use anyhow::Context;
use std::sync::Arc;
use tracing_subscriber::{layer::SubscriberExt, util::SubscriberInitExt};

use adaptive_quiz_api::{
    config::{Config, LogFormat, StorageBackend},
    create_router,
    services::{catalog_seed, AppState},
};

#[tokio::main]
async fn main() -> anyhow::Result<()> {
    let config = Config::load().context("Failed to load configuration")?;

    let tracer_provider = init_telemetry(config.otlp_endpoint.as_deref())?;
    let otel_layer = tracer_provider.as_ref().map(|provider| {
        use opentelemetry::trace::TracerProvider as _;
        tracing_opentelemetry::layer().with_tracer(provider.tracer("adaptive-quiz-api"))
    });

    let (text_layer, json_layer) = match config.log_format {
        LogFormat::Text => (Some(tracing_subscriber::fmt::layer()), None),
        LogFormat::Json => (None, Some(tracing_subscriber::fmt::layer().json())),
    };

    tracing_subscriber::registry()
        .with(
            tracing_subscriber::EnvFilter::try_from_default_env()
                .unwrap_or_else(|_| "adaptive_quiz_api=debug,tower_http=debug".into()),
        )
        .with(text_layer)
        .with(json_layer)
        .with(otel_layer)
        .init();

    tracing::info!("Starting adaptive quiz API");
    tracing::info!(
        "Configuration loaded for environment: {:?}, storage backend: {:?}",
        std::env::var("APP_ENV").unwrap_or_else(|_| "dev".to_string()),
        config.storage_backend
    );

    let bind_addr = config.bind_addr.clone();
    let app_state = match config.storage_backend {
        StorageBackend::Mongo => {
            let mongo_client = mongodb::Client::with_uri_str(&config.mongo_uri)
                .await
                .context("Failed to connect to MongoDB")?;
            tracing::info!("MongoDB connected");

            let redis_client = redis::Client::open(config.redis_uri.clone())
                .context("Failed to create Redis client")?;

            AppState::new(config, mongo_client, redis_client)
                .await
                .context("Failed to initialize application state")?
        }
        StorageBackend::Memory => {
            tracing::warn!("Using in-memory storage, state is lost on restart");
            AppState::in_memory(config)
        }
    };

    catalog_seed::bootstrap(&app_state.config, app_state.catalog.as_ref())
        .await
        .context("Failed to seed question catalog")?;

    let app = create_router(Arc::new(app_state));

    let listener = tokio::net::TcpListener::bind(&bind_addr)
        .await
        .with_context(|| format!("Failed to bind {}", bind_addr))?;
    tracing::info!("Server listening on {}", listener.local_addr()?);

    axum::serve(listener, app)
        .with_graceful_shutdown(shutdown_signal())
        .await
        .context("Server error")?;

    if let Some(provider) = tracer_provider {
        tracing::info!("Shutting down OpenTelemetry");
        if let Err(e) = provider.shutdown() {
            tracing::warn!("OpenTelemetry shutdown failed: {}", e);
        }
    }

    Ok(())
}

/// OTLP span export, enabled only when an endpoint is configured.
fn init_telemetry(
    otlp_endpoint: Option<&str>,
) -> anyhow::Result<Option<opentelemetry_sdk::trace::SdkTracerProvider>> {
    use opentelemetry::KeyValue;
    use opentelemetry_otlp::WithExportConfig;
    use opentelemetry_sdk::trace::SdkTracerProvider;
    use opentelemetry_sdk::Resource;

    let Some(endpoint) = otlp_endpoint else {
        return Ok(None);
    };

    let exporter = opentelemetry_otlp::SpanExporter::builder()
        .with_http()
        .with_endpoint(endpoint)
        .build()
        .context("Failed to create OTLP exporter")?;

    let resource = Resource::builder_empty()
        .with_service_name("adaptive-quiz-api")
        .with_attributes(vec![KeyValue::new(
            "service.version",
            env!("CARGO_PKG_VERSION"),
        )])
        .build();

    let provider = SdkTracerProvider::builder()
        .with_batch_exporter(exporter)
        .with_resource(resource)
        .build();

    opentelemetry::global::set_tracer_provider(provider.clone());
    Ok(Some(provider))
}

async fn shutdown_signal() {
    if let Err(e) = tokio::signal::ctrl_c().await {
        tracing::error!("Failed to listen for shutdown signal: {}", e);
        std::future::pending::<()>().await;
    }
    tracing::info!("Shutdown signal received");
}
══════════
Lines above with "AppState": state how many, nothing more.

3